As a side note, the literature on this topic is challenging to review due to the absence of key data from many studies (for example, the age, strain, or sex of the animals; features of the housing and environment; key analytic controls, and elements of statistical design and analysis). This lack of key information compromises the reader's ability to interpret the work and renders the studies difficult and perhaps impossible to reproduce, perhaps even by the same laboratory. Statistical power is rarely if ever discussed, nor are normal ranges for key analytes.
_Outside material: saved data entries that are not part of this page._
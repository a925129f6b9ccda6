/// Frame-time aggregation for periodic log lines.
///
/// Values are milliseconds. `take_report` returns the window and starts a new one.
#[derive(Debug, Copy, Clone, PartialEq, Default)]
pub struct FrameStats {
    pub count: u64,
    pub sum_ms: f64,
    pub min_ms: f64,
    pub max_ms: f64,
}

impl FrameStats {
    pub fn new() -> Self {
        Self::default()
    }

    pub fn record(&mut self, frame_ms: f64) {
        if self.count == 0 {
            self.min_ms = frame_ms;
            self.max_ms = frame_ms;
        } else {
            self.min_ms = self.min_ms.min(frame_ms);
            self.max_ms = self.max_ms.max(frame_ms);
        }
        self.count += 1;
        self.sum_ms += frame_ms;
    }

    pub fn mean_ms(&self) -> Option<f64> {
        (self.count > 0).then(|| self.sum_ms / self.count as f64)
    }

    pub fn fps(&self) -> Option<f64> {
        self.mean_ms().filter(|m| *m > 0.0).map(|m| 1000.0 / m)
    }

    pub fn take_report(&mut self) -> FrameStats {
        std::mem::take(self)
    }
}

impl std::fmt::Display for FrameStats {
    fn fmt(&self, f: &mut std::fmt::Formatter<'_>) -> std::fmt::Result {
        match self.mean_ms() {
            Some(mean) => write!(
                f,
                "{} frames, mean {mean:.2}ms, min {:.2}ms, max {:.2}ms",
                self.count, self.min_ms, self.max_ms
            ),
            None => write!(f, "no frames"),
        }
    }
}
pub mod frame;
pub mod metrics;

pub use frame::*;
pub use metrics::*;
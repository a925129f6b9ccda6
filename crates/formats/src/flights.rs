//! The flight table: rows of `[start_lat, start_lng, end_lat, end_lng]` in degrees.

use std::ops::Range;
use std::str::FromStr;

use foundation::math::LatLng;
use serde::{Deserialize, Serialize};
use thiserror::Error;
use tracing::debug;

#[derive(Debug, Copy, Clone, PartialEq, Serialize, Deserialize)]
pub struct FlightRecord {
    pub start: LatLng,
    pub end: LatLng,
}

#[derive(Debug, Error, PartialEq)]
pub enum FlightsError {
    #[error("flight table is not valid JSON: {0}")]
    Json(String),
    #[error("flight table must be an array of rows")]
    NotAnArray,
    #[error("no '[ ... ]' array found in flight script")]
    MissingArray,
    #[error("row {row}: expected 4 numbers, found {found}")]
    RowLength { row: usize, found: usize },
    #[error("row {row}: expected an array of 4 numbers, found {found}")]
    RowNotArray { row: usize, found: &'static str },
    #[error("row {row}: column {column} is not a finite number")]
    NonFinite { row: usize, column: usize },
    #[error("row {row}: latitude {value} outside [-90, 90]")]
    LatitudeOutOfRange { row: usize, value: f64 },
    #[error("row {row}: longitude {value} outside [-180, 360]")]
    LongitudeOutOfRange { row: usize, value: f64 },
    #[error("invalid flight range '{0}', expected START..END")]
    Range(String),
}

impl FlightRecord {
    pub fn new(start: LatLng, end: LatLng) -> Self {
        Self { start, end }
    }

    /// Validate one `[start_lat, start_lng, end_lat, end_lng]` row.
    pub fn from_row(row: usize, values: &[f64]) -> Result<Self, FlightsError> {
        let [start_lat, start_lng, end_lat, end_lng] = values else {
            return Err(FlightsError::RowLength {
                row,
                found: values.len(),
            });
        };

        for (column, v) in values.iter().enumerate() {
            if !v.is_finite() {
                return Err(FlightsError::NonFinite { row, column });
            }
        }
        for lat in [start_lat, end_lat] {
            if !(-90.0..=90.0).contains(lat) {
                return Err(FlightsError::LatitudeOutOfRange { row, value: *lat });
            }
        }
        for lng in [start_lng, end_lng] {
            if !(-180.0..=360.0).contains(lng) {
                return Err(FlightsError::LongitudeOutOfRange { row, value: *lng });
            }
        }

        Ok(Self::new(
            LatLng::new(*start_lat, *start_lng),
            LatLng::new(*end_lat, *end_lng),
        ))
    }

    pub fn to_row(self) -> [f64; 4] {
        [
            self.start.lat_deg,
            self.start.lng_deg,
            self.end.lat_deg,
            self.end.lng_deg,
        ]
    }
}

/// Parse a JSON array of 4-number rows.
pub fn parse_flights_json(text: &str) -> Result<Vec<FlightRecord>, FlightsError> {
    let value: serde_json::Value =
        serde_json::from_str(text).map_err(|e| FlightsError::Json(e.to_string()))?;
    let rows = value.as_array().ok_or(FlightsError::NotAnArray)?;

    let mut flights = Vec::with_capacity(rows.len());
    for (row, entry) in rows.iter().enumerate() {
        let cells = entry.as_array().ok_or(FlightsError::RowNotArray {
            row,
            found: json_type(entry),
        })?;
        let mut values = Vec::with_capacity(cells.len());
        for (column, cell) in cells.iter().enumerate() {
            let v = cell
                .as_f64()
                .ok_or(FlightsError::NonFinite { row, column })?;
            values.push(v);
        }
        flights.push(FlightRecord::from_row(row, &values)?);
    }

    debug!(count = flights.len(), "parsed flight table");
    Ok(flights)
}

fn json_type(value: &serde_json::Value) -> &'static str {
    match value {
        serde_json::Value::Null => "null",
        serde_json::Value::Bool(_) => "a boolean",
        serde_json::Value::Number(_) => "a number",
        serde_json::Value::String(_) => "a string",
        serde_json::Value::Array(_) => "an array",
        serde_json::Value::Object(_) => "an object",
    }
}

/// Parse the script form `var flights = [ ... ];`.
///
/// Everything outside the outermost brackets is ignored and trailing commas
/// inside the array are tolerated.
pub fn parse_flights_script(text: &str) -> Result<Vec<FlightRecord>, FlightsError> {
    let start = text.find('[').ok_or(FlightsError::MissingArray)?;
    let end = text.rfind(']').ok_or(FlightsError::MissingArray)?;
    if end < start {
        return Err(FlightsError::MissingArray);
    }
    parse_flights_json(&strip_trailing_commas(&text[start..=end]))
}

/// Accept either JSON or the script form.
pub fn parse_flights(text: &str) -> Result<Vec<FlightRecord>, FlightsError> {
    if text.trim_start().starts_with('[') {
        parse_flights_json(text)
    } else {
        parse_flights_script(text)
    }
}

fn strip_trailing_commas(src: &str) -> String {
    let mut out = String::with_capacity(src.len());
    let mut pending_comma = false;
    for c in src.chars() {
        match c {
            ',' => {
                if pending_comma {
                    out.push(',');
                }
                pending_comma = true;
            }
            c if c.is_whitespace() => {
                if !pending_comma {
                    out.push(c);
                }
            }
            ']' => {
                pending_comma = false;
                out.push(c);
            }
            c => {
                if pending_comma {
                    out.push(',');
                    pending_comma = false;
                }
                out.push(c);
            }
        }
    }
    out
}

/// Half-open slice of the flight table to display. `None` means "to the end".
#[derive(Debug, Copy, Clone, PartialEq, Eq, Default, Serialize, Deserialize)]
pub struct FlightRange {
    pub start: usize,
    pub end: Option<usize>,
}

impl FlightRange {
    pub fn all() -> Self {
        Self::default()
    }

    /// Concrete index range for a table of `len` rows, clamped to the table.
    pub fn resolve(&self, len: usize) -> Range<usize> {
        let end = self.end.unwrap_or(len).min(len);
        let start = self.start.min(end);
        start..end
    }

    pub fn apply<'a, T>(&self, items: &'a [T]) -> &'a [T] {
        &items[self.resolve(items.len())]
    }
}

impl FromStr for FlightRange {
    type Err = FlightsError;

    /// `START..END`, `START..`, or `..END`.
    fn from_str(s: &str) -> Result<Self, Self::Err> {
        let bad = || FlightsError::Range(s.to_string());
        let (a, b) = s.split_once("..").ok_or_else(bad)?;
        let start = if a.trim().is_empty() {
            0
        } else {
            a.trim().parse().map_err(|_| bad())?
        };
        let end = if b.trim().is_empty() {
            None
        } else {
            Some(b.trim().parse().map_err(|_| bad())?)
        };
        if matches!(end, Some(e) if e < start) {
            return Err(bad());
        }
        Ok(Self { start, end })
    }
}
A Cochrane-type review and/or a consensus statement by involved organizations would perhaps guide future research on these important topics.

Finally, this overview is in no way intended to challenge the importance of studies aimed at optimizing the environments and management of research animals, maximizing animal wellbeing, or evaluating HPA activation as an index of physiologic state. Rather, such studies should not be undertaken lightly; they should be thoughtfully designed; appropriately analyzed; thoroughly reported, unbiased in their interpretation and conclusions; and undertaken with a firm understanding of both the benefits and the detriments of acute or chronic activation of HPA systems. Recognizing that 1) we will likely never be able to completely prevent HPA activation in research animals; 2) accomplishing this might indeed be detrimental by limiting the animal's ability to manage stress; and 3) we can often recognize experimental design flaws in retrospect (including in our own work), we contend that the goal of research in this area should be to identify those features that make an environment supportive, predictable, and stable in the context of HPA and SAM activation. The normal biologic role of these systems is to mitigate or prevent adverse effects of transient and low-level perturbations of homeostasis, thereby promoting stable levels of animal resilience, health, and wellbeing. Finally, researchers who focus on assessing or mitigating stress in research animals should design the experiments and interpret the resultant data in light of current knowledge about the scientific underpinnings of homeostasis, allostasis, and hormesis, avoiding the simplistic view of glucocorticoids simply as simple markers of stress, and stress as an avoidable and fundamentally unhealthy component of life.